Wenceslao: Operation No el

Wenceslao: Operation No el

I WAS caught aback by the question my eldest son asked me yesterday: Where should I register for the next elections? I forgot that he is 18 years old and is already eligible to vote. I am a registered voter in Barangay Sambag 2 in Cebu City while my wife is a registered voter in Barangay Inayawan, also in Cebu City. But we currently are in the suburb. We still have to decide on an appropriate answer to my son’s question.

I want my son to appreciate the value of his vote even if his father has a diminished appreciation of it. That diminution began when the late dictator Ferdinand Marcos started rigging elections and continued when elected government officials after him continued to use their positions for selfish gains. I am exercising my right to vote again but not for patriotic but rather for personal reasons.

And I am against any president who wants to tamper with this very important democratic practice. Every president after Marcos, except perhaps for the two Aquinos (Cory and Noynoy) and to a certain extent Fidel V. Ramos, got enamored with term extensions and looked for ways to forego with elections. Their attempt to tamper with the electoral process failed, of course, because of people’s opposition.
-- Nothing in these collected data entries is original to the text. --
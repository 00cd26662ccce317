//! Tests for the product endpoints.

use apotek::{
    model::{
        api::VerifyNameDto,
        product::{AcquisitionDto, CreateProductDto, GolonganDto, ProductPatch},
    },
    server::controller::product::{
        create_product, delete_product, get_product_details, publish_product, update_product,
        verify_product_name,
    },
};
use axum::{
    extract::{Path, State},
    http::StatusCode,
    response::IntoResponse,
    Json,
};

use super::*;

fn product_input(name: &str) -> CreateProductDto {
    CreateProductDto {
        name: name.to_string(),
        name_mims: name.to_string(),
        golongan: GolonganDto::ObatBebasTerbatas,
        acquisition: AcquisitionDto::NonGenerik,
        nomor_edar: "DTL0000000000A1".to_string(),
        needs_prescription: false,
        description: "Cough syrup".to_string(),
        composition: "Dextromethorphan 15 mg".to_string(),
        dose: "3 x 1 spoon".to_string(),
        side_effects: "Drowsiness".to_string(),
        indication: "Dry cough".to_string(),
        brand: None,
        category_ids: Vec::new(),
    }
}

/// Tests creating a product.
///
/// Expected: Ok with 201 CREATED response
#[tokio::test]
async fn creates_product() -> Result<(), TestError> {
    let test = test_setup_with_catalog_tables!()?;

    let result = create_product(State(test.into_app_state()), Json(product_input("Siladex"))).await;

    assert!(result.is_ok());
    let resp = result.unwrap().into_response();
    assert_eq!(resp.status(), StatusCode::CREATED);

    Ok(())
}

/// Tests creating a product under the name of a deleted product.
///
/// Expected: Err with 422 UNPROCESSABLE ENTITY response
#[tokio::test]
async fn deleted_name_is_unprocessable() -> Result<(), TestError> {
    let test = test_setup_with_catalog_tables!()?;
    test.catalog().insert_deleted_product("Siladex").await?;

    let result = create_product(State(test.into_app_state()), Json(product_input("Siladex"))).await;

    assert!(result.is_err());
    let resp = result.err().unwrap().into_response();
    assert_eq!(resp.status(), StatusCode::UNPROCESSABLE_ENTITY);

    Ok(())
}

/// Tests renaming a product to the name of another live product.
///
/// Expected: Err with 409 CONFLICT response
#[tokio::test]
async fn taken_name_conflicts() -> Result<(), TestError> {
    let test = test_setup_with_catalog_tables!()?;
    test.catalog().insert_product("Siladex", false).await?;
    let product = test.catalog().insert_product("Woods", false).await?;

    let patch = ProductPatch {
        name: Some("Siladex".to_string()),
        ..Default::default()
    };
    let result = update_product(State(test.into_app_state()), Path(product.id), Json(patch)).await;

    assert!(result.is_err());
    let resp = result.err().unwrap().into_response();
    assert_eq!(resp.status(), StatusCode::CONFLICT);

    Ok(())
}

/// Tests publishing a product with a unit and an image.
///
/// Expected: Ok with 200 OK response
#[tokio::test]
async fn publishes_product() -> Result<(), TestError> {
    let test = test_setup_with_catalog_tables!()?;
    test.catalog().insert_pharmacy("Apotek Pusat", true).await?;
    let product = test.catalog().insert_product("Siladex", false).await?;
    test.catalog().insert_unit(product.id, "Botol", true, 1.0).await?;
    test.catalog().insert_image(product.id, true).await?;

    let result = publish_product(State(test.into_app_state()), Path(product.id)).await;

    assert!(result.is_ok());
    let resp = result.unwrap().into_response();
    assert_eq!(resp.status(), StatusCode::OK);

    Ok(())
}

/// Tests deleting a product that is already soft-deleted.
///
/// Expected: Err with 410 GONE response
#[tokio::test]
async fn deleted_product_is_gone() -> Result<(), TestError> {
    let test = test_setup_with_catalog_tables!()?;
    let product = test.catalog().insert_deleted_product("Siladex").await?;

    let result = delete_product(State(test.into_app_state()), Path(product.id)).await;

    assert!(result.is_err());
    let resp = result.err().unwrap().into_response();
    assert_eq!(resp.status(), StatusCode::GONE);

    Ok(())
}

/// Tests name verification for a free name.
///
/// Expected: Ok with 200 OK response
#[tokio::test]
async fn verifies_free_name() -> Result<(), TestError> {
    let test = test_setup_with_catalog_tables!()?;

    let body = VerifyNameDto {
        name: "Siladex".to_string(),
        id: None,
    };
    let result = verify_product_name(State(test.into_app_state()), Json(body)).await;

    assert!(result.is_ok());
    let resp = result.unwrap().into_response();
    assert_eq!(resp.status(), StatusCode::OK);

    Ok(())
}

/// Tests name verification while renaming a product that does not exist.
///
/// Expected: Err with 404 NOT_FOUND response
#[tokio::test]
async fn rejects_verification_for_unknown_product() -> Result<(), TestError> {
    let test = test_setup_with_catalog_tables!()?;

    let body = VerifyNameDto {
        name: "Siladex".to_string(),
        id: Some(42),
    };
    let result = verify_product_name(State(test.into_app_state()), Json(body)).await;

    assert!(result.is_err());
    let resp = result.err().unwrap().into_response();
    assert_eq!(resp.status(), StatusCode::NOT_FOUND);

    Ok(())
}

/// Tests fetching the details of an unpublished product by slug.
///
/// Expected: Err with 404 NOT FOUND response
#[tokio::test]
async fn draft_details_are_not_found() -> Result<(), TestError> {
    let test = test_setup_with_catalog_tables!()?;
    test.catalog().insert_product("Paracetamol", false).await?;

    let result = get_product_details(
        State(test.into_app_state()),
        Path("paracetamol".to_string()),
    )
    .await;

    assert!(result.is_err());
    let resp = result.err().unwrap().into_response();
    assert_eq!(resp.status(), StatusCode::NOT_FOUND);

    Ok(())
}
President Duterte, or at least some of his people, now want to forego with the 2022 elections using the Covid 19 pandemic as reason. No less than the son of former president Gloria Macapagal-Arroyo, a corrupt former Malacanang tenant, is spearheading this move in Congress. Will the move succeed this time around?

The pandemic is actually a poor reason to postpone the next elections. For one, the tide of the pandemic is weakening and may no longer be a problem soon with the discovery of vaccines to battle the coronavirus. (Are the “no elections” proponents praying that no vaccine or Covid 19 cure will ever be discovered and more people will die of Covid 19 until 2022?

I like the tweets of former Commission on Elections commissioner Gregorio Larrazabal on the matter. Indeed, why can’t we be creative in our practice of our right to vote granted that the coronavirus threat will still be around in 2022? Can’t protocols like the wearing of face masks and physical distancing not be applicable in the voting process? What about online voting?

By the way, those who want President Duterte to hold on to power beyond 2022 should consider his age and the fact that his Vice President, Leni Robredo, is not his partymate. Even now, there are visible signs of the President slowing down because of the illnesses he is suffering. That is precisely why we need to regularly hold elections: because leaders get old.

Holding on to power is futile, that is one of the lessons the Marcoses learned rather late. People power ended Ferdinand’s rule and had it not, lupus would have. Indeed, in the few years that Marcos was exiled in the US, the said illness killed him. Had not absolute power corrupted him, history would have had a different verdict on Marcos’s rule.